God’s Word teaches us that we were created to work. If, then, we were created to work, then working is a moral imperative. In fact, “Six days you shall labor and do all your work” was a commandment written right into the moral law (cf. Exodus 20:9). Consequently, it should not surprise us that the moral imperative of work has been reaffirmed in the gospel of Christ. In his letter to the Christians at Thessalonica, the apostle Paul wrote: “But we urge you brethren, that you increase more and more; that you also aspire to lead a quiet life, to mind your own business, and to work with your hands, as we commanded you, that you may walk properly toward those who are outside, and that you may lack nothing” (1 Thessalonians 4:10b-12). And in another letter, writing of those who were able to work but would not, Paul commanded: “If anyone will not work, neither shall he eat” (2 Thessalonians 3:10).
In this connection, it is interesting to note that when Jesus was incorrectly accused of violating the Sabbath by healing the man at the Pool of Bethesda, He defended Himself by saying, “My Father has been working until now, and I have been working” (John 5:17). In fact, the Father, Son, and Holy Spirit continue to work for the good of mankind seven days a week. If it were not for their continuous work, we would not exist (e.g., Colossians 1:17; Hebrews 1:3). Although we certainly cannot claim deity as Jesus did, nevertheless, we have been created in the likeness of God, our Father, and, therefore, we do not think it inappropriate for us to say, “Our Father works, therefore, we work.” Furthermore, when the Christian works, he does it “as to the Lord” (Colossians 3:23). In other words, as followers of Christ, we glorify God in everything we do, including our work (I Corinthians 10:31).
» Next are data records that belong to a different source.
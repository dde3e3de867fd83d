// Copyright 2025 RISC Zero, Inc.
//
// Licensed under the Apache License, Version 2.0 (the "License");
// you may not use this file except in compliance with the License.
// You may obtain a copy of the License at
//
//     http://www.apache.org/licenses/LICENSE-2.0
//
// Unless required by applicable law or agreed to in writing, software
// distributed under the License is distributed on an "AS IS" BASIS,
// WITHOUT WARRANTIES OR CONDITIONS OF ANY KIND, either express or implied.
// See the License for the specific language governing permissions and
// limitations under the License.

pub mod summary;

use thiserror::Error;

pub use summary::{SummaryDb, SummaryDbObj, SummaryIndexerDb};

#[derive(Error, Debug)]
pub enum DbError {
    #[error("SQL error {0:?}")]
    SqlErr(#[from] sqlx::Error),

    #[error("SQL Migration error {0:?}")]
    MigrateErr(#[from] sqlx::migrate::MigrateError),

    #[error("Invalid epoch: {0}")]
    BadEpoch(String),

    #[error("Invalid stored value: {0}")]
    BadValue(String),
}
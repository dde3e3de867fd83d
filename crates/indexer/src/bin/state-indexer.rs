// Copyright 2025 RISC Zero, Inc.
//
// Licensed under the Apache License, Version 2.0 (the "License");
// you may not use this file except in compliance with the License.
// You may obtain a copy of the License at
//
//     http://www.apache.org/licenses/LICENSE-2.0
//
// Unless required by applicable law or agreed to in writing, software
// distributed under the License is distributed on an "AS IS" BASIS,
// WITHOUT WARRANTIES OR CONDITIONS OF ANY KIND, either express or implied.
// See the License for the specific language governing permissions and
// limitations under the License.

use std::{path::PathBuf, sync::Arc, time::Duration};

use alloy::primitives::Address;
use anyhow::{bail, Context, Result};
use clap::Parser;
use duties_indexer::{
    client::BeaconClient,
    daemon::{StateIndexerService, StateIndexerServiceConfig},
    db::SummaryDb,
    registry::{file::FileRegistrySource, lido::LidoRegistrySource, KeysRegistry, RegistrySource},
    state::StateServiceConfig,
};
use url::Url;

/// Arguments for the validator state indexer.
#[derive(Parser, Debug)]
#[clap(author, version, about, long_about = None)]
struct StateIndexerArgs {
    /// URL of the beacon node REST API.
    #[clap(long, env)]
    beacon_url: Url,

    /// YAML file listing node operators and their validator keys.
    #[clap(long, env, conflicts_with = "lido_rpc_url", required_unless_present = "lido_rpc_url")]
    registry_file: Option<PathBuf>,

    /// URL of the execution RPC endpoint used to read the node operators registry.
    #[clap(long, env, requires_all = ["registry_address", "lido_address"])]
    lido_rpc_url: Option<Url>,

    /// Address of the node operators registry contract.
    #[clap(long, env)]
    registry_address: Option<Address>,

    /// Address of the Lido contract.
    #[clap(long, env)]
    lido_address: Option<Address>,

    /// DB connection string.
    #[clap(long, env = "DATABASE_URL")]
    db: String,

    /// Number of slots per epoch.
    #[clap(
        long,
        env = "FETCH_INTERVAL_SLOTS",
        default_value = "32",
        value_parser = clap::value_parser!(u64).range(1..)
    )]
    slots_per_epoch: u64,

    /// Slot duration in seconds.
    #[clap(long, env, default_value = "12")]
    seconds_per_slot: u64,

    /// Connect timeout in seconds for beacon node requests.
    #[clap(long, default_value = "30")]
    request_timeout: u64,

    /// First epoch to check when the database holds no progress.
    #[clap(long)]
    start_epoch: Option<u64>,

    /// Last epoch to check. When set, the indexer runs once and exits.
    #[clap(long)]
    end_epoch: Option<u64>,

    /// Maximum duration in seconds of a single epoch check.
    #[clap(long, default_value = "1800")]
    check_timeout: u64,

    /// Interval in seconds between checking for newly finalized epochs.
    #[clap(long, default_value = "384")]
    interval: u64,

    /// Number of retries before quitting after an error.
    #[clap(long, default_value = "3")]
    retries: u32,

    /// Whether to log in JSON format.
    #[clap(long, env, default_value_t = false)]
    log_json: bool,
}

fn registry_source(args: &StateIndexerArgs) -> Result<Box<dyn RegistrySource>> {
    if let Some(path) = &args.registry_file {
        return Ok(Box::new(FileRegistrySource::new(path.clone())));
    }

    let (Some(rpc_url), Some(registry_address), Some(lido_address)) =
        (args.lido_rpc_url.clone(), args.registry_address, args.lido_address)
    else {
        bail!("Either --registry-file or --lido-rpc-url with contract addresses is required");
    };
    Ok(Box::new(LidoRegistrySource::new(rpc_url, registry_address, lido_address)))
}

#[tokio::main]
async fn main() -> Result<()> {
    let args = StateIndexerArgs::parse();

    let filter = tracing_subscriber::EnvFilter::builder()
        .with_default_directive(tracing_subscriber::filter::LevelFilter::INFO.into())
        .from_env_lossy();

    if args.log_json {
        tracing_subscriber::fmt().with_ansi(false).json().with_env_filter(filter).init();
    } else {
        tracing_subscriber::fmt().with_ansi(false).with_env_filter(filter).init();
    }

    let client = BeaconClient::new(
        args.beacon_url.clone(),
        args.seconds_per_slot,
        Duration::from_secs(args.request_timeout),
    )
    .context("Failed to build beacon client")?;
    let registry = KeysRegistry::new(registry_source(&args)?);
    let db = SummaryDb::new(&args.db).await.context("Failed to open database")?;

    let config = StateIndexerServiceConfig {
        interval: Duration::from_secs(args.interval),
        retries: args.retries,
        start_epoch: args.start_epoch,
        end_epoch: args.end_epoch,
        check_timeout: Some(Duration::from_secs(args.check_timeout)),
        state: StateServiceConfig { slots_per_epoch: args.slots_per_epoch, ..Default::default() },
    };

    let service =
        StateIndexerService::new(Arc::new(client), Arc::new(registry), Arc::new(db), config);

    // If an end epoch is specified, run once and exit
    if args.end_epoch.is_some() {
        tracing::info!("Running indexer once (end-epoch specified)");
        service.run().await?;
        tracing::info!("Indexer completed successfully");
        return Ok(());
    }

    // Otherwise, run in a loop
    let interval = service.config().interval;
    let retries = service.config().retries;
    let mut failures = 0u32;
    loop {
        match service.run().await {
            Ok(_) => {
                failures = 0;
                tracing::info!("Sleeping for {} seconds", interval.as_secs());
                tokio::time::sleep(interval).await;
            }
            Err(e) => {
                failures += 1;
                tracing::error!("Error running state indexer: {:?}", e);
                if failures >= retries {
                    bail!("Maximum retries reached");
                }
                tracing::info!("Retrying in {} seconds", interval.as_secs());
                tokio::time::sleep(interval).await;
            }
        }
    }
}
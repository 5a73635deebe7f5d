//! # egz
//!
//! Byte-granular Huffman compression into a self-describing container.
//!
//! The pipeline is: frequency analysis -> canonical prefix-code construction
//! from a weighted binary tree -> bit-packed encoding -> header framing (with
//! an MD5 integrity digest) -> header parsing -> decoding-trie reconstruction
//! -> bit-unpacked decoding.
//!
//! ## File Example
//!
//! ```rs
//! use egz::*;
//! let mut in_file = std::fs::File::open("some_input_path").expect("open failed");
//! let mut out_file = std::fs::File::create("some_output_path").expect("create failed");
//! let (in_size,out_size) = compress(&mut in_file,&mut out_file,&STD_OPTIONS)
//!     .expect("compression failed");
//! eprintln!("compressed {} into {}",in_size,out_size);
//! ```
//!
//! ## Buffer Example
//!
//! ```rs
//! use egz::*;
//! let test_data = "mississippi".as_bytes();
//! let compressed = compress_slice(test_data,&STD_OPTIONS).expect("compression failed");
//! let expanded = expand_slice(&compressed).expect("expansion failed");
//! assert_eq!(expanded,test_data);
//! ```

mod symbols;
mod sort;
mod bitio;
mod tree;
mod container;
mod codec;

pub use symbols::{Symbol, SymbolTable};
pub use tree::CodeEntry;
pub use codec::{compress, expand, compress_slice, expand_slice};

/// Codec errors
#[derive(thiserror::Error, Debug)]
pub enum Error {
    #[error("allocation failed")]
    Alloc,
    #[error("input is empty")]
    EmptyInput,
    #[error("file format mismatch")]
    FileFormatMismatch,
    #[error("compressed size ({predicted} bytes) would not be smaller than the original ({original} bytes)")]
    NegativeCompression { original: u64, predicted: u64 },
    #[error("user aborted")]
    UserAbort,
    #[error("digest mismatch: header says {expected}, expansion produced {actual}")]
    DigestMismatch { expected: String, actual: String },
}

/// Options controlling compression and expansion
#[derive(Clone, Copy, Debug)]
pub struct Options {
    /// skip the negative-compression check (CLI `--force`)
    pub force: bool,
    /// starting position in the input stream
    pub in_offset: u64,
    /// starting position in the output stream
    pub out_offset: u64,
}

pub const STD_OPTIONS: Options = Options {
    force: false,
    in_offset: 0,
    out_offset: 0,
};
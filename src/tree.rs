//! Arena-based Huffman tree: builder, code assigner, and the decode-trie
//! reconstructor used on expansion.
//!
//! Grounded on `original_source/source/btree.c` for *what* a build and a
//! reconstruct must produce (`spec.md` §4.2/§4.7), but not on its
//! back-tracking state machine: `spec.md` §9 explicitly asks for the
//! canonical two-queue priority-merge algorithm instead, which reproduces
//! the same tie-break rule ("internal nodes win on a weight tie") without
//! the original's `count - 4` special-casing.
//!
//! Parent links are omitted per `spec.md` §9 — neither encoding nor
//! decoding ever walks upward through a reconstructed tree.

use std::collections::VecDeque;

use crate::symbols::Symbol;
use crate::Error;

/// One arena slot: either an internal node (both children set, `symbol`
/// unset) or a leaf (`symbol` set, both children unset).
#[derive(Clone, Copy, Debug)]
pub struct TreeNode {
    pub weight: u64,
    pub left: Option<u32>,
    pub right: Option<u32>,
    pub symbol: Option<u8>,
}

impl TreeNode {
    fn leaf(character: u8, weight: u64) -> Self {
        Self { weight, left: None, right: None, symbol: Some(character) }
    }
    fn internal(weight: u64, left: u32, right: u32) -> Self {
        Self { weight, left: Some(left), right: Some(right), symbol: None }
    }
    pub fn is_leaf(&self) -> bool {
        self.symbol.is_some()
    }
}

/// A built or reconstructed tree: an arena plus the index of its root.
pub struct Tree {
    pub arena: Vec<TreeNode>,
    pub root: u32,
}

/// `(symbol, code_length, code_bits)` — the unit the header and the code
/// assigner both deal in. `code` occupies its low `length` bits.
#[derive(Clone, Copy, Debug)]
pub struct CodeEntry {
    pub symbol: u8,
    pub length: u8,
    pub code: u64,
}

/// Build a tree with `leaves.len()` leaves and `leaves.len() - 1` internal
/// nodes from a list of populated symbols **pre-sorted ascending by
/// occurrence** (`spec.md` §4.2). `leaves.len() == 0` is rejected by the
/// caller as empty input; `leaves.len() == 1` is handled as a special case
/// by the caller (`spec.md`'s resolution of the single-symbol open
/// question), not here.
pub fn build(leaves: &[Symbol]) -> Result<Tree, Error> {
    assert!(leaves.len() >= 2, "degenerate cases are handled by the caller");

    let mut arena: Vec<TreeNode> = Vec::new();
    arena
        .try_reserve_exact(2 * leaves.len() - 1)
        .map_err(|_| Error::Alloc)?;

    // Two FIFOs: `pending_leaves` holds leaf indices in the caller's
    // ascending order, `pending_internals` holds freshly merged internal
    // nodes in creation order (also ascending, since merging two
    // ascending-weight items always yields a non-decreasing sequence of
    // sums). Popping the smaller of the two fronts, with internal nodes
    // preferred on a tie, reproduces `spec.md` §4.2's tie-break rule.
    let mut pending_leaves: VecDeque<u32> = VecDeque::with_capacity(leaves.len());
    for s in leaves {
        let idx = arena.len() as u32;
        arena.push(TreeNode::leaf(s.character, s.occurrences));
        pending_leaves.push_back(idx);
    }
    let mut pending_internals: VecDeque<u32> = VecDeque::new();

    let pop_min = |arena: &[TreeNode],
                   pending_leaves: &mut VecDeque<u32>,
                   pending_internals: &mut VecDeque<u32>|
     -> u32 {
        match (pending_leaves.front(), pending_internals.front()) {
            (Some(&l), Some(&i)) => {
                if arena[i as usize].weight <= arena[l as usize].weight {
                    pending_internals.pop_front().unwrap()
                } else {
                    pending_leaves.pop_front().unwrap()
                }
            }
            (Some(_), None) => pending_leaves.pop_front().unwrap(),
            (None, Some(_)) => pending_internals.pop_front().unwrap(),
            (None, None) => unreachable!("ran out of nodes before the tree closed"),
        }
    };

    let total_nodes = leaves.len();
    let mut remaining = total_nodes;
    while remaining > 1 {
        let a = pop_min(&arena, &mut pending_leaves, &mut pending_internals);
        let b = pop_min(&arena, &mut pending_leaves, &mut pending_internals);
        // `a` was drawn first and so is <= `b` in weight (each pop_min
        // returns the globally smallest remaining node). Higher weight on
        // the left, lower on the right, per spec.md §4.2.
        let weight = arena[a as usize].weight + arena[b as usize].weight;
        let idx = arena.len() as u32;
        arena.push(TreeNode::internal(weight, b, a));
        pending_internals.push_back(idx);
        remaining -= 1;
    }

    let root = pending_internals
        .pop_front()
        .expect("final merge always leaves exactly one internal node");
    Ok(Tree { arena, root })
}

/// Depth-first walk assigning `(length, code)` to every leaf, per
/// `spec.md` §4.3. Returns entries sorted ascending by byte value (the
/// order the header writer needs), regardless of tree-build order.
pub fn assign_codes(tree: &Tree) -> Vec<CodeEntry> {
    let mut entries = Vec::new();
    walk(tree, tree.root, 0, 0, &mut entries);
    entries.sort_by_key(|e| e.symbol);
    entries
}

fn walk(tree: &Tree, node: u32, depth: u8, code: u64, out: &mut Vec<CodeEntry>) {
    let n = &tree.arena[node as usize];
    if let Some(character) = n.symbol {
        out.push(CodeEntry { symbol: character, length: depth, code });
        return;
    }
    walk(tree, n.left.unwrap(), depth + 1, code << 1, out);
    walk(tree, n.right.unwrap(), depth + 1, (code << 1) | 1, out);
}

/// Single-symbol degenerate case (`spec.md` §3/§9): one leaf, assigned
/// `length = 1, code = 0` by the spec's own resolution of the original's
/// malformed zero-length code.
pub fn single_symbol_code(character: u8) -> CodeEntry {
    CodeEntry { symbol: character, length: 1, code: 0 }
}

/// Rebuild a decoding trie purely from `(symbol, length, code)` tuples, per
/// `spec.md` §4.7. Each leaf is inserted by walking from the root one bit
/// at a time, from bit `length-1` down to `0` (MSB first), allocating
/// internal nodes lazily.
pub fn reconstruct(entries: &[CodeEntry]) -> Result<Tree, Error> {
    if entries.len() == 1 {
        // A lone leaf acts as its own one-node tree; the decoder special
        // cases this (every bit maps straight to the single symbol).
        let mut arena = Vec::new();
        arena.try_reserve_exact(1).map_err(|_| Error::Alloc)?;
        arena.push(TreeNode::leaf(entries[0].symbol, 0));
        return Ok(Tree { arena, root: 0 });
    }

    let mut arena: Vec<TreeNode> = Vec::new();
    arena
        .try_reserve_exact(2 * entries.len() - 1)
        .map_err(|_| Error::Alloc)?;
    let root = 0u32;
    arena.push(TreeNode { weight: 0, left: None, right: None, symbol: None });

    for e in entries {
        let mut branch = root;
        debug_assert!(e.length >= 1 && e.length <= 64);
        for bit_pos in (0..e.length).rev() {
            let bit = (e.code >> bit_pos) & 1 == 1;
            let at_leaf_depth = bit_pos == 0;
            let child_slot = if bit {
                arena[branch as usize].right
            } else {
                arena[branch as usize].left
            };
            if at_leaf_depth {
                let leaf_idx = arena.len() as u32;
                arena.push(TreeNode::leaf(e.symbol, 0));
                if bit {
                    arena[branch as usize].right = Some(leaf_idx);
                } else {
                    arena[branch as usize].left = Some(leaf_idx);
                }
            } else {
                match child_slot {
                    Some(next) => branch = next,
                    None => {
                        let new_idx = arena.len() as u32;
                        arena.push(TreeNode { weight: 0, left: None, right: None, symbol: None });
                        if bit {
                            arena[branch as usize].right = Some(new_idx);
                        } else {
                            arena[branch as usize].left = Some(new_idx);
                        }
                        branch = new_idx;
                    }
                }
            }
        }
    }

    Ok(Tree { arena, root })
}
When seen in relation to God, work takes on new meaning. Man cannot be pleasing to God without understanding his God-ordained responsibility in regard to work. But the Bible tells us there is yet another dimension that must be factored in with regard to work. The Bible teaches us that we cannot be right with God unless we are right with our fellow man (e.g., Matthew 22:37-39; I John 4:20). Therefore, it should not surprise us to learn that work has a neighbor-dimension to it. In Matthew 22:39, the Lord said, “You shall love your neighbor as yourself.” This very important saying of our Lord is the very essence of our responsibility to our fellow men. We are, in fact, our brothers’ keepers. In order to fulfill the love ethic that Jesus was talking about in this statement, it is necessary for us to work. Claiming to love one’s neighbor without work, the Lord is teaching us, is just as dead as the body without the spirit and faith without works (cf. James 2:26).
One of the things the Lord is teaching us in Matthew 22:39 is that He did not create us to be self-sufficient. All members of society are interdependent. For example, in writing this article I relied on a computer, a desk, a chair, my glasses, a light fixture, etc. Taking just one of these items, namely, the light fixture, my use of it depends upon those who made the bulb, shaped the metal, mined the ore, made the tools that mined the ore, made the wiring, provided the electricity, mined the coal that produced the electricity, transported the coal, etc. In other words, my ability to do my work depends upon so many others doing their work. Self-sufficiency is indeed a myth! Well has it been said, “No man is an island.” Work is the individual’s personal contribution to the interdependent needs of society.
When a man works, he not only honors and glorifies God, but, at the same time, he fulfills the law of love toward his neighbor. Knowing this helps us to understand why refusing to work is identified in the Bible as a sin (I Timothy 5:8). If we, through sloth and laziness, do not provide for ourselves and our families, we force our neighbors to work even harder to provide for us and ours. Anyone who really loves his neighbors would never force them into doing such a thing.
Looking at work from both the God-dimension and the neighbor-dimension helps us to appreciate the fact that our work is something more than “employment” or “making a living.” When we look at work from these two dimensions, we come to understand that work is the fulfillment of our duties to God and mankind. Contrary to what some may think, there really is a “work ethic” taught in the Bible. Therefore, we are all required to make a general contribution to the well-being of society. Work is the individual’s personal contribution to a total system of mutual, interdependent support, and this is the way God ordained it to be from the very beginning.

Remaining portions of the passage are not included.